■ WHAT THE TASK REQUIRES: Using the data beneath this instruction, retype only the lines from the one that contains "Builds the name→value" down to the one that contains "type IntoIter = std::vec::IntoIter<Column>;", both included, exactly as they appear.

■ DATASET ENTRIES:
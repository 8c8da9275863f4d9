//! Row decomposition: slicing data lines into column values.

use crate::column::Table;
use crate::error::{Result, TabloidError};

/// Slices every data line into the columns of `table`.
///
/// Blank lines are skipped and do not count as rows. Every other line is cut
/// at each column's character range and the trimmed slice is appended to
/// that column's values, so row `n` of every column comes from the `n`th
/// non-blank line. Existing values in `table` are kept and new rows are
/// appended after them.
///
/// # Errors
///
/// [`TabloidError::ShortLine`] if a line does not reach a column's start, or
/// ends before a bounded column's end. Rows are numbered from 1, header
/// excluded.
///
/// # Example
///
/// ```
/// use tabloid::{decompose, segment_header};
///
/// let table = segment_header("NAME   STATUS    RESTARTS").unwrap();
/// let table = decompose(table, ["web      Running   0", "", "db       Failed    3"]).unwrap();
///
/// assert_eq!(table.row_count(), 2);
/// assert_eq!(table.column("status").unwrap().values(), ["Running", "Failed"]);
/// ```
pub fn decompose<I>(table: Table, lines: I) -> Result<Table>
where
    I: IntoIterator,
    I::Item: AsRef<str>,
{
    let columns = table.into_columns();
    let mut buffers: Vec<Vec<String>> = columns.iter().map(|c| c.values().to_vec()).collect();
    let mut rows = buffers.first().map(Vec::len).unwrap_or(0);

    for (number, line) in lines.into_iter().enumerate() {
        let line = line.as_ref();
        let line = line.strip_suffix('\r').unwrap_or(line);

        if line.trim().is_empty() {
            log::debug!("omitting empty row found in data line {}", number + 1);
            continue;
        }

        let length = line.chars().count();
        for column in &columns {
            if !column.range.fits(length) {
                return Err(TabloidError::ShortLine {
                    row: rows + 1,
                    column: column.title.clone(),
                    expected: column.range,
                    length,
                });
            }
        }

        for (column, values) in columns.iter().zip(buffers.iter_mut()) {
            values.push(column.range.slice(line).to_string());
        }
        rows += 1;
        log::trace!("parsed row {}: {:?}", rows, line);
    }

    log::debug!("rows parsed: {}", rows);

    let columns = columns
        .iter()
        .zip(buffers)
        .map(|(column, values)| column.with_values(values))
        .collect();
    Ok(Table::new(columns))
}
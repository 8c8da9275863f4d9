//! Column, table and row types.
//!
//! A [`Table`] is column oriented: every [`Column`] carries its title, its
//! expression key, the character range it occupies on each input line and
//! the values found in that range. Rows only exist as an index shared by
//! all columns, and are materialized as a [`Row`] when a filter needs them.

use std::collections::HashMap;
use std::fmt;
use std::sync::Arc;

use serde::Serialize;

/// End of a column's character range.
#[derive(Debug, Clone, Copy, PartialEq, Eq, Serialize)]
#[serde(rename_all = "snake_case")]
pub enum ColumnEnd {
    /// Exclusive character index where the next column starts.
    At(usize),
    /// The column extends to the end of every line.
    EndOfLine,
}

/// Half-open character range `[start, end)` a column occupies on each line.
#[derive(Debug, Clone, Copy, PartialEq, Eq, Serialize)]
pub struct ColumnRange {
    pub start: usize,
    pub end: ColumnEnd,
}

impl ColumnRange {
    /// Creates a new range.
    pub fn new(start: usize, end: ColumnEnd) -> Self {
        Self { start, end }
    }

    /// Returns `true` if this range extends to the end of the line.
    pub fn is_end_of_line(&self) -> bool {
        self.end == ColumnEnd::EndOfLine
    }

    /// Checks whether a line of `length` characters can fill this range.
    pub fn fits(&self, length: usize) -> bool {
        if self.start >= length {
            return false;
        }
        match self.end {
            ColumnEnd::At(end) => end <= length,
            ColumnEnd::EndOfLine => true,
        }
    }

    /// Returns the trimmed text of `line` within this range.
    ///
    /// Indexes count characters, not bytes. The caller is expected to have
    /// checked [`fits`](Self::fits) first; out of range positions clamp to
    /// the end of the line.
    pub fn slice<'a>(&self, line: &'a str) -> &'a str {
        let from = byte_offset(line, self.start);
        let to = match self.end {
            ColumnEnd::At(end) => byte_offset(line, end),
            ColumnEnd::EndOfLine => line.len(),
        };
        line[from..to].trim()
    }
}

// 1-based, inclusive, for people reading error messages.
impl fmt::Display for ColumnRange {
    fn fmt(&self, f: &mut fmt::Formatter<'_>) -> fmt::Result {
        match self.end {
            ColumnEnd::At(end) => write!(f, "characters {} and {}", self.start + 1, end),
            ColumnEnd::EndOfLine => {
                write!(f, "characters {} and the end of the line", self.start + 1)
            }
        }
    }
}

fn byte_offset(line: &str, chars: usize) -> usize {
    line.char_indices()
        .nth(chars)
        .map(|(offset, _)| offset)
        .unwrap_or(line.len())
}

/// A single column of a parsed table.
#[derive(Debug, Clone, PartialEq, Serialize)]
pub struct Column {
    /// Title as it appears in the header, trimmed.
    pub title: String,
    /// Expression-safe identifier derived from the title.
    pub key: String,
    /// 1-based position in the header.
    pub position: usize,
    /// Character range on each line.
    pub range: ColumnRange,
    values: Arc<[String]>,
}

impl Column {
    /// Creates a column with no values.
    pub fn new(title: impl Into<String>, position: usize, range: ColumnRange) -> Self {
        let title = title.into();
        Self {
            key: crate::normalize_key(&title),
            title,
            position,
            range,
            values: Arc::from(Vec::new()),
        }
    }

    /// Returns a copy of this column's metadata with the given values.
    pub fn with_values(&self, values: Vec<String>) -> Self {
        Self {
            title: self.title.clone(),
            key: self.key.clone(),
            position: self.position,
            range: self.range,
            values: Arc::from(values),
        }
    }

    /// Values in row order.
    pub fn values(&self) -> &[String] {
        &self.values
    }

    /// Value at `row` (0-based).
    pub fn value(&self, row: usize) -> Option<&str> {
        self.values.get(row).map(String::as_str)
    }

    /// Number of values held.
    pub fn len(&self) -> usize {
        self.values.len()
    }

    /// Returns `true` if the column has no values.
    pub fn is_empty(&self) -> bool {
        self.values.is_empty()
    }

    /// Returns `true` if both columns share the same value storage.
    pub fn shares_values_with(&self, other: &Column) -> bool {
        Arc::ptr_eq(&self.values, &other.values)
    }
}

/// An ordered set of columns with equally long value lists.
#[derive(Debug, Clone, Default, PartialEq, Serialize)]
#[serde(transparent)]
pub struct Table {
    columns: Vec<Column>,
}

impl Table {
    /// Creates a table from columns.
    pub fn new(columns: Vec<Column>) -> Self {
        Self { columns }
    }

    /// Columns in display order.
    pub fn columns(&self) -> &[Column] {
        &self.columns
    }

    /// Consumes the table, returning its columns.
    pub fn into_columns(self) -> Vec<Column> {
        self.columns
    }

    /// Number of columns.
    pub fn width(&self) -> usize {
        self.columns.len()
    }

    /// Number of rows.
    pub fn row_count(&self) -> usize {
        self.columns.first().map(Column::len).unwrap_or(0)
    }

    /// Returns `true` if the table has no columns.
    pub fn is_empty(&self) -> bool {
        self.columns.is_empty()
    }

    /// Looks up a column by its normalized key.
    pub fn column(&self, key: &str) -> Option<&Column> {
        self.columns.iter().find(|c| c.key == key)
    }

    /// Column titles in display order.
    pub fn titles(&self) -> Vec<&str> {
        self.columns.iter().map(|c| c.title.as_str()).collect()
    }

    /// Column keys in display order.
    pub fn keys(&self) -> Vec<&str> {
        self.columns.iter().map(|c| c.key.as_str()).collect()
    }

    /// Builds the name→value mapping for row `index` (0-based).
    pub fn row(&self, index: usize) -> Option<Row<'_>> {
        if index >= self.row_count() {
            return None;
        }
        let values = self
            .columns
            .iter()
            .filter_map(|c| c.value(index).map(|v| (c.key.as_str(), v)))
            .collect();
        Some(Row { index, values })
    }
}

impl IntoIterator for Table {
    type Item = Column;
    type IntoIter = std::vec::IntoIter<Column>;

    fn into_iter(self) -> Self::IntoIter {
        self.columns.into_iter()
    }
}

/// One row of a table, keyed by normalized column key.
#[derive(Debug, Clone, PartialEq, Eq)]
pub struct Row<'a> {
    index: usize,
    values: HashMap<&'a str, &'a str>,
}

impl<'a> Row<'a> {
    /// Builds a row from key/value pairs.
    pub fn from_pairs(index: usize, pairs: impl IntoIterator<Item = (&'a str, &'a str)>) -> Self {
        Self {
            index,
            values: pairs.into_iter().collect(),
        }
    }

    /// 0-based row index.
    pub fn index(&self) -> usize {
        self.index
    }

    /// Value of the column with the given key.
    pub fn get(&self, key: &str) -> Option<&'a str> {
        self.values.get(key).copied()
    }

    /// Iterates over `(key, value)` pairs in no particular order.
    pub fn iter(&self) -> impl Iterator<Item = (&'a str, &'a str)> + '_ {
        self.values.iter().map(|(k, v)| (*k, *v))
    }

    /// Number of columns in the row.
    pub fn len(&self) -> usize {
        self.values.len()
    }

    /// Returns `true` if the row has no columns.
    pub fn is_empty(&self) -> bool {
        self.values.is_empty()
    }
}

■ WORKED SOLUTION:
    /// Builds the name→value mapping for row `index` (0-based).
    pub fn row(&self, index: usize) -> Option<Row<'_>> {
        if index >= self.row_count() {
            return None;
        }
        let values = self
            .columns
            .iter()
            .filter_map(|c| c.value(index).map(|v| (c.key.as_str(), v)))
            .collect();
        Some(Row { index, values })
    }
}

impl IntoIterator for Table {
    type Item = Column;
    type IntoIter = std::vec::IntoIter<Column>;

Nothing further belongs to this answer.